Saved entries

[Start of section]

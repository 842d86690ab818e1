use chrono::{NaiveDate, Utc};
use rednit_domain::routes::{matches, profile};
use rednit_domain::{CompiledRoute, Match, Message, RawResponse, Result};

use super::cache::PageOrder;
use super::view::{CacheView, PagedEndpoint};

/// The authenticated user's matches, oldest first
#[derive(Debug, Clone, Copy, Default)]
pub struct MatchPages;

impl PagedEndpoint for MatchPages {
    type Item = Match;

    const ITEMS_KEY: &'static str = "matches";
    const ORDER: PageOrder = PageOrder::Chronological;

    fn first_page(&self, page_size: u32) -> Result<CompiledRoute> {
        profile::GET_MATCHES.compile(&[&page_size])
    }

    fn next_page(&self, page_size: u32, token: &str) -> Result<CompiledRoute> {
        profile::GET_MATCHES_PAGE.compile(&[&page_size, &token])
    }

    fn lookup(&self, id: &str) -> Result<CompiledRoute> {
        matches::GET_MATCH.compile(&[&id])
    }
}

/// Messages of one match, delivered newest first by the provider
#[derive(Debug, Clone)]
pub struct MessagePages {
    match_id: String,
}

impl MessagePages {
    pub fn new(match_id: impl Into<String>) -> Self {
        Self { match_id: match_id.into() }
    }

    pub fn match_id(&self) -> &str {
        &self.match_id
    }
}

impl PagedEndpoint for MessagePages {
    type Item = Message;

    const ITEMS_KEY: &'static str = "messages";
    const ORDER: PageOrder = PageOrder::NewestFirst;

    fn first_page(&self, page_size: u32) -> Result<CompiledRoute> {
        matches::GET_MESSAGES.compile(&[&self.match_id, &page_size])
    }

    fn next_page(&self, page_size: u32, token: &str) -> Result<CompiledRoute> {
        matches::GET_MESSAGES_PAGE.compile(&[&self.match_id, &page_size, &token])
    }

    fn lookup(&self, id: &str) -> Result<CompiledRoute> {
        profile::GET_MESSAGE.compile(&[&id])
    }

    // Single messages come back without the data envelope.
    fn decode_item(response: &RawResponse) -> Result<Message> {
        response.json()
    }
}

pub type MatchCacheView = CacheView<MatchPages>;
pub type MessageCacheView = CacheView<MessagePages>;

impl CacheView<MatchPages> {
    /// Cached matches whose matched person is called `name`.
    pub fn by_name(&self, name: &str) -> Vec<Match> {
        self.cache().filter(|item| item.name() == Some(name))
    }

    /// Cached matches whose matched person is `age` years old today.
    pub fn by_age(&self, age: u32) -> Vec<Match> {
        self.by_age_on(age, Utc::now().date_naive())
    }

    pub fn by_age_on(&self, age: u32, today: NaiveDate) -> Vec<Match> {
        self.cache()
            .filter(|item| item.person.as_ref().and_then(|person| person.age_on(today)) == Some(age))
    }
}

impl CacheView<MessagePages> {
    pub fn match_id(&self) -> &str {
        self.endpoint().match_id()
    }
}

[End of section]
[Start of section]

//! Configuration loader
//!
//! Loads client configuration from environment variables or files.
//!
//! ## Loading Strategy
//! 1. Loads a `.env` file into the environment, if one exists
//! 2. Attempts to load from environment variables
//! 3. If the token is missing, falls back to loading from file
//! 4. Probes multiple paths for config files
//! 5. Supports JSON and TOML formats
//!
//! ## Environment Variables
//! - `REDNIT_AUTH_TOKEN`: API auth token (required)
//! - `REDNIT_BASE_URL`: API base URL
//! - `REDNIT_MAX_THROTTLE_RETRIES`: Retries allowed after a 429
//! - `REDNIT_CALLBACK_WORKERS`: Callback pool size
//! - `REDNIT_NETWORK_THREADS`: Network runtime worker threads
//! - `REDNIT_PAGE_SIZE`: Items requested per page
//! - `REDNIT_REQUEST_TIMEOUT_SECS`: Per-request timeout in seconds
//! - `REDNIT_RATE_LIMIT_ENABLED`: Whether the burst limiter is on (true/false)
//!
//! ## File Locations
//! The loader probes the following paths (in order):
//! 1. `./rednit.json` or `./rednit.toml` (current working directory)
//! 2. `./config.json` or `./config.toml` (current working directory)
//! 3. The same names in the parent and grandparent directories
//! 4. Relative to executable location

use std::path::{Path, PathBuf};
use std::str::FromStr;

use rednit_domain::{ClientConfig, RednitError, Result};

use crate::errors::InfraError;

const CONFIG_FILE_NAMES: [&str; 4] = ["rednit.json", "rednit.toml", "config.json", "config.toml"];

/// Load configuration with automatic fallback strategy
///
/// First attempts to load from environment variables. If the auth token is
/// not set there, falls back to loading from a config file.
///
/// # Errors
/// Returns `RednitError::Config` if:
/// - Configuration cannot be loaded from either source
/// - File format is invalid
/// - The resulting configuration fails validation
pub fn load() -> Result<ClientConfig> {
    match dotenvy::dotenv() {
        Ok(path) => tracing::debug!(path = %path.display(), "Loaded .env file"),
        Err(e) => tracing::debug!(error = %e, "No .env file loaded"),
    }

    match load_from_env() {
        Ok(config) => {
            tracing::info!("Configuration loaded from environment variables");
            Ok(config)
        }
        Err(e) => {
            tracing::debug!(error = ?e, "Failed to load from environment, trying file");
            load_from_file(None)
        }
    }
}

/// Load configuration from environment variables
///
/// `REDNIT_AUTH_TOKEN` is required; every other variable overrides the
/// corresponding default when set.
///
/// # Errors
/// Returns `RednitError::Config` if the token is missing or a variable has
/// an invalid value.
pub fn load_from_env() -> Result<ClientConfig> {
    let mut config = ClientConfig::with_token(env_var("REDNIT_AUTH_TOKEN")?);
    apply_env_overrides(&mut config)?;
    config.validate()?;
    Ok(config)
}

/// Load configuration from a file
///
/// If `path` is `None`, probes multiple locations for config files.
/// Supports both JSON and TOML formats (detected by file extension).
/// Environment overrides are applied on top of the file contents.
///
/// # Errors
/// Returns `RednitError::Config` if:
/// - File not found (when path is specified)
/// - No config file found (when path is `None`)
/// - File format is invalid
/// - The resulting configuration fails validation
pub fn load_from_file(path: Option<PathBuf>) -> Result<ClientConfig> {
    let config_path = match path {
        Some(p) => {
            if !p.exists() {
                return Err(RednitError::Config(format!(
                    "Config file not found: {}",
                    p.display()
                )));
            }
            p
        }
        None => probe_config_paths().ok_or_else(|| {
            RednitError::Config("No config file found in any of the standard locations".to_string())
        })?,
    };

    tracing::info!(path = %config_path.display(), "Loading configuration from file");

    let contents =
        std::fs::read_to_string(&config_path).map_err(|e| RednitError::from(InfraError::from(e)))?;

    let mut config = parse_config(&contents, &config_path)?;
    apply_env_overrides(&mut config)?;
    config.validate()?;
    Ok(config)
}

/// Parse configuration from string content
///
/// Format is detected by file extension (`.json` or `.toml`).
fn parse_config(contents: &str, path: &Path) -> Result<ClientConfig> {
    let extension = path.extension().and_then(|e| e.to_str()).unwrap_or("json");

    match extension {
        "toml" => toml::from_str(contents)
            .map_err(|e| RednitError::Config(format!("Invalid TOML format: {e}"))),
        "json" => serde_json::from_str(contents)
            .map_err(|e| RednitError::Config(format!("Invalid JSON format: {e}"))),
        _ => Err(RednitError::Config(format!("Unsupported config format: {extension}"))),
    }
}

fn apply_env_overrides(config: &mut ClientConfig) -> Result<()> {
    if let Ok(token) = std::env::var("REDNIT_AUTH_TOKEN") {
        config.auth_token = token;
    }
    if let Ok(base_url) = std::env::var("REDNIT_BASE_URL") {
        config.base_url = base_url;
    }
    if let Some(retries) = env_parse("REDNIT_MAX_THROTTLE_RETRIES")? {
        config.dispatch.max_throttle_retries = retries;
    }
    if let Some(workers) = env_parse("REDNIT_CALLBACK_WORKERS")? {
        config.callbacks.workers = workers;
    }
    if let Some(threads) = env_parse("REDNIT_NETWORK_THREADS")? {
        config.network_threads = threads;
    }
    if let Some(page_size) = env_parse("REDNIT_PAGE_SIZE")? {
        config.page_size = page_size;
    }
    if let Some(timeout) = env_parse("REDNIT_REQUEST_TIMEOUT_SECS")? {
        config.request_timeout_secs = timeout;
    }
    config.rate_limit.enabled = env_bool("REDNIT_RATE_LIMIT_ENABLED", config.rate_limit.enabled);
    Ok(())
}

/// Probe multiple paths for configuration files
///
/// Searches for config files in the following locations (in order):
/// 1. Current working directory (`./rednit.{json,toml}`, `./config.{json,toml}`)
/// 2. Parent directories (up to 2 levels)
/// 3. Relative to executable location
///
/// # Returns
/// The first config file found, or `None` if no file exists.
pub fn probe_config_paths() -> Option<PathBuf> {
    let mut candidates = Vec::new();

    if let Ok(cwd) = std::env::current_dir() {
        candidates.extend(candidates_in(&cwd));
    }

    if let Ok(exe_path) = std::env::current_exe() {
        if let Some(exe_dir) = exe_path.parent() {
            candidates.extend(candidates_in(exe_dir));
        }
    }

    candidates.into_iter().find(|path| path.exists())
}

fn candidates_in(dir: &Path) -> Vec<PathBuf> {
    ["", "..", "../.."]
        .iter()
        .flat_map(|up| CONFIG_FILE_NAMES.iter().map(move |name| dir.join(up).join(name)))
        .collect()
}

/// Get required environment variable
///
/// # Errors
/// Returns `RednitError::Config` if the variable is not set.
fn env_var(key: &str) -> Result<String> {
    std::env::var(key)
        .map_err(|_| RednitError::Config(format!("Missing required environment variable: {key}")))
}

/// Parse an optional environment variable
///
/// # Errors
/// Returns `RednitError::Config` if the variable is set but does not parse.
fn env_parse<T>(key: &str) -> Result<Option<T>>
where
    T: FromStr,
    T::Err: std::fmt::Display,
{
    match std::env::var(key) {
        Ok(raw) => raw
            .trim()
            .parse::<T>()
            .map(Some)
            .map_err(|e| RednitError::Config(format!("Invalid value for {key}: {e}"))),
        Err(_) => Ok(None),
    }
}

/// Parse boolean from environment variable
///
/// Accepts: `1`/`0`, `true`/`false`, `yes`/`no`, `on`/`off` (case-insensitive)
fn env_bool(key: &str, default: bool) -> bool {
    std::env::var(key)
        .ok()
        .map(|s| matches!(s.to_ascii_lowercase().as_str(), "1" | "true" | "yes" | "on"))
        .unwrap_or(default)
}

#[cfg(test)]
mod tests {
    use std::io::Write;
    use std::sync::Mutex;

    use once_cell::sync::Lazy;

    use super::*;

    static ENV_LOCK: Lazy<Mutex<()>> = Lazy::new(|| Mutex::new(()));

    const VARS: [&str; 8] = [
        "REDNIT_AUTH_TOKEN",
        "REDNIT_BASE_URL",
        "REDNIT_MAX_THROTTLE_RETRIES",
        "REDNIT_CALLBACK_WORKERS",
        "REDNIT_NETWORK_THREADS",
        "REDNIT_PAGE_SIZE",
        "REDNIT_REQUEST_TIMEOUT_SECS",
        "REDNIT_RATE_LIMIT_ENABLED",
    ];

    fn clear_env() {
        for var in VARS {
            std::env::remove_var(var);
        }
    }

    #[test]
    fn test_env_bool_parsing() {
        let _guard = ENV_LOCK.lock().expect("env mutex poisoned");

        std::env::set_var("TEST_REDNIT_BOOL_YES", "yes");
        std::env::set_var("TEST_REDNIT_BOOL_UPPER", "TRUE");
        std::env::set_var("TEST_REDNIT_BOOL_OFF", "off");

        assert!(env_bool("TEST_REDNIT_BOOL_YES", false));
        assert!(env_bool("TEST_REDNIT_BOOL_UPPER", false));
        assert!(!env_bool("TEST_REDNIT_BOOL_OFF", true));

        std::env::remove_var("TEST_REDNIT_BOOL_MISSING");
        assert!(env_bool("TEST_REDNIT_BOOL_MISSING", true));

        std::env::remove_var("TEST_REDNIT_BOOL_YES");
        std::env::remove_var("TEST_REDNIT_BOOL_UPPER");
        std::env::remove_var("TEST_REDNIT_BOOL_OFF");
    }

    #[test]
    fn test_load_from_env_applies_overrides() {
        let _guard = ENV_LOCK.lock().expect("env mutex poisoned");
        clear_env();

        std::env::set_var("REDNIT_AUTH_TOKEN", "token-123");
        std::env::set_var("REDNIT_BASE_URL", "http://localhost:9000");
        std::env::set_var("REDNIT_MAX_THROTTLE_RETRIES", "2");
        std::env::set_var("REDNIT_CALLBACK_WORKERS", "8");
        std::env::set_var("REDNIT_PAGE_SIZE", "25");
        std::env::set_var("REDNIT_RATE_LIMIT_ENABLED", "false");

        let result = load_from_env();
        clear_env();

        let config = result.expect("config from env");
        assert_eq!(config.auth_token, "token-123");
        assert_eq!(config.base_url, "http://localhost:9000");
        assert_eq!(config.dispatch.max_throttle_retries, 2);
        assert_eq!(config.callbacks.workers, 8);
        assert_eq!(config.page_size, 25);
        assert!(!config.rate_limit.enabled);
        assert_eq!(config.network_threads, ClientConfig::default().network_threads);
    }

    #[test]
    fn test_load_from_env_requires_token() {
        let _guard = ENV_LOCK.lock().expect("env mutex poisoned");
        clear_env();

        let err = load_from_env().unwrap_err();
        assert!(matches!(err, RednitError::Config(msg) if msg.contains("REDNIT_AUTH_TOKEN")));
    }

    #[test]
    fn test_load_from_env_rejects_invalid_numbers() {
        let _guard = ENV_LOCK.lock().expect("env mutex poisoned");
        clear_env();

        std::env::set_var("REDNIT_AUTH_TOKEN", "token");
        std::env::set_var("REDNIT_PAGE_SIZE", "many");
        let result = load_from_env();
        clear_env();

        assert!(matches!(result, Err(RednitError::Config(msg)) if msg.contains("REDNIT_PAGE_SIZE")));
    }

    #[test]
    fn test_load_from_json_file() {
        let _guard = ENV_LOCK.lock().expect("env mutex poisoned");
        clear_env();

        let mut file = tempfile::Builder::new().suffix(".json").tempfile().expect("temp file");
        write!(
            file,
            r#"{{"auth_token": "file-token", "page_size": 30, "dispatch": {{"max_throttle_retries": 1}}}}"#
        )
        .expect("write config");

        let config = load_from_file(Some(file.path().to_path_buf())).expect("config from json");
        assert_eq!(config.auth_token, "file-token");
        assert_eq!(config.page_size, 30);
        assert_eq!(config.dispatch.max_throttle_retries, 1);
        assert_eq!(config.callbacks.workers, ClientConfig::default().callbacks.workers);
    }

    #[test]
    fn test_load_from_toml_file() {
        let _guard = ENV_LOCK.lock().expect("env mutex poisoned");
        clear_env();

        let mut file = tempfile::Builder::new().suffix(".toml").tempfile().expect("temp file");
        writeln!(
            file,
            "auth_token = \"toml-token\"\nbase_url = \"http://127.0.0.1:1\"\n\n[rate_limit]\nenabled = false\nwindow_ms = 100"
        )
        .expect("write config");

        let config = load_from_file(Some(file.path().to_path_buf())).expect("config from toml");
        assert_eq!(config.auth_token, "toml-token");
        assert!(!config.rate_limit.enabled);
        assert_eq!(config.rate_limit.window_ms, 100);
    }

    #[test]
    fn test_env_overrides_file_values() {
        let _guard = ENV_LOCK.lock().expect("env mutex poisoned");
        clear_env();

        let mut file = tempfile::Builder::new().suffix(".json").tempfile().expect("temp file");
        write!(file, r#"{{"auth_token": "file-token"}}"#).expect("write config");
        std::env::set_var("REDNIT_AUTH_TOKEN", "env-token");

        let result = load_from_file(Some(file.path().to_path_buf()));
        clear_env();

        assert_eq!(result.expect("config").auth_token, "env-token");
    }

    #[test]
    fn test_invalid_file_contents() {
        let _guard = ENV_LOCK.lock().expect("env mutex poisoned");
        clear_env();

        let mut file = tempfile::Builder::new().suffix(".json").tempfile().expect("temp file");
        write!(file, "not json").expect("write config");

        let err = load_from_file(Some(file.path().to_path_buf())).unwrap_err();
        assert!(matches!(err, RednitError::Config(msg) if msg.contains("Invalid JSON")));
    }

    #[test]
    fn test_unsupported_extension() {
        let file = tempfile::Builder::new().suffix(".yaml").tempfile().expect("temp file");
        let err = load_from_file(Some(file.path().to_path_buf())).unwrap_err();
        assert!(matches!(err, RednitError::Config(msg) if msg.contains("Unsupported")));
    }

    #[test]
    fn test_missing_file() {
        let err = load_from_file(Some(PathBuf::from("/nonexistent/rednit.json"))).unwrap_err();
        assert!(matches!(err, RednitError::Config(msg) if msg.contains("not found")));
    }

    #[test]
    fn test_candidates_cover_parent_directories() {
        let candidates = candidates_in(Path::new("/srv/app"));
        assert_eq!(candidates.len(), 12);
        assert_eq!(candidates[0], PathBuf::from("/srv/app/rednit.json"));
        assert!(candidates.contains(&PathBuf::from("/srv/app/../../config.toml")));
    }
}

[End of section]
[Start of section]

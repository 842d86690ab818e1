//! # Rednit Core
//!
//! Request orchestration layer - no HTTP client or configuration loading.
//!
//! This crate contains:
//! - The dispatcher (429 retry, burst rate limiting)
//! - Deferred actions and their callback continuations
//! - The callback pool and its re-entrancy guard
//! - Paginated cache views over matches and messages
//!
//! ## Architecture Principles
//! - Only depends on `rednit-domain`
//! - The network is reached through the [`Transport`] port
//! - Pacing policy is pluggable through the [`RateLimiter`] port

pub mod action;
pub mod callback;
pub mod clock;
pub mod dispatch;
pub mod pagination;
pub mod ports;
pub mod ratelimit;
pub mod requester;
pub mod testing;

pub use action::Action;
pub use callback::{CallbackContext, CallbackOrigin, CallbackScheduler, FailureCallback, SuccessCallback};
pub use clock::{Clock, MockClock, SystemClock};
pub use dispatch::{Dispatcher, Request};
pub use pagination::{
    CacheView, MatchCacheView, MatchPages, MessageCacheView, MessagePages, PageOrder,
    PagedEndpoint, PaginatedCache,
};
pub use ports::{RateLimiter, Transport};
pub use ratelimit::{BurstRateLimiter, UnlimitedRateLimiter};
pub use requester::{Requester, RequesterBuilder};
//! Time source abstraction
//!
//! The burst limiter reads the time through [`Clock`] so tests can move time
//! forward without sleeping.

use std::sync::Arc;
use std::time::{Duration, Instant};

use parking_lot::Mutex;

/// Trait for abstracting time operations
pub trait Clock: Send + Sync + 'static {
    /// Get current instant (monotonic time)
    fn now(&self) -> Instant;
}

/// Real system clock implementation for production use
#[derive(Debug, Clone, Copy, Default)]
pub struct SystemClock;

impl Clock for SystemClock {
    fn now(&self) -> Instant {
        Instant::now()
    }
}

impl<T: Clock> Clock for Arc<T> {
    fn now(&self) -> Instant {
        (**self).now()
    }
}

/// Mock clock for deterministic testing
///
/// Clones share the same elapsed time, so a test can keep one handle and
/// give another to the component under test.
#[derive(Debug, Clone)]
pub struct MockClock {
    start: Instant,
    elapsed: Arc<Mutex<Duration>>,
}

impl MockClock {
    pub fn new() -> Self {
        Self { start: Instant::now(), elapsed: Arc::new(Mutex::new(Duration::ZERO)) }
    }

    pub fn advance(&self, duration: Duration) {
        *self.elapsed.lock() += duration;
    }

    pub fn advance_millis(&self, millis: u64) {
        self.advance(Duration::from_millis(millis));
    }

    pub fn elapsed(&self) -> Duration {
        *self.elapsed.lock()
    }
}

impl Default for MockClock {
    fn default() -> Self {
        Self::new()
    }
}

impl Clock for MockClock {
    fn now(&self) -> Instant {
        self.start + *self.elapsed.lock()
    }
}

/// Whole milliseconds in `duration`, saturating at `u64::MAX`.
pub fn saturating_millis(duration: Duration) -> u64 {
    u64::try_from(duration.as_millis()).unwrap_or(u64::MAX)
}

[End of section]

- [Task description]
Only a number is expected in reply: how many lines of the entries hold the word "working"?

- [Expected answer]
3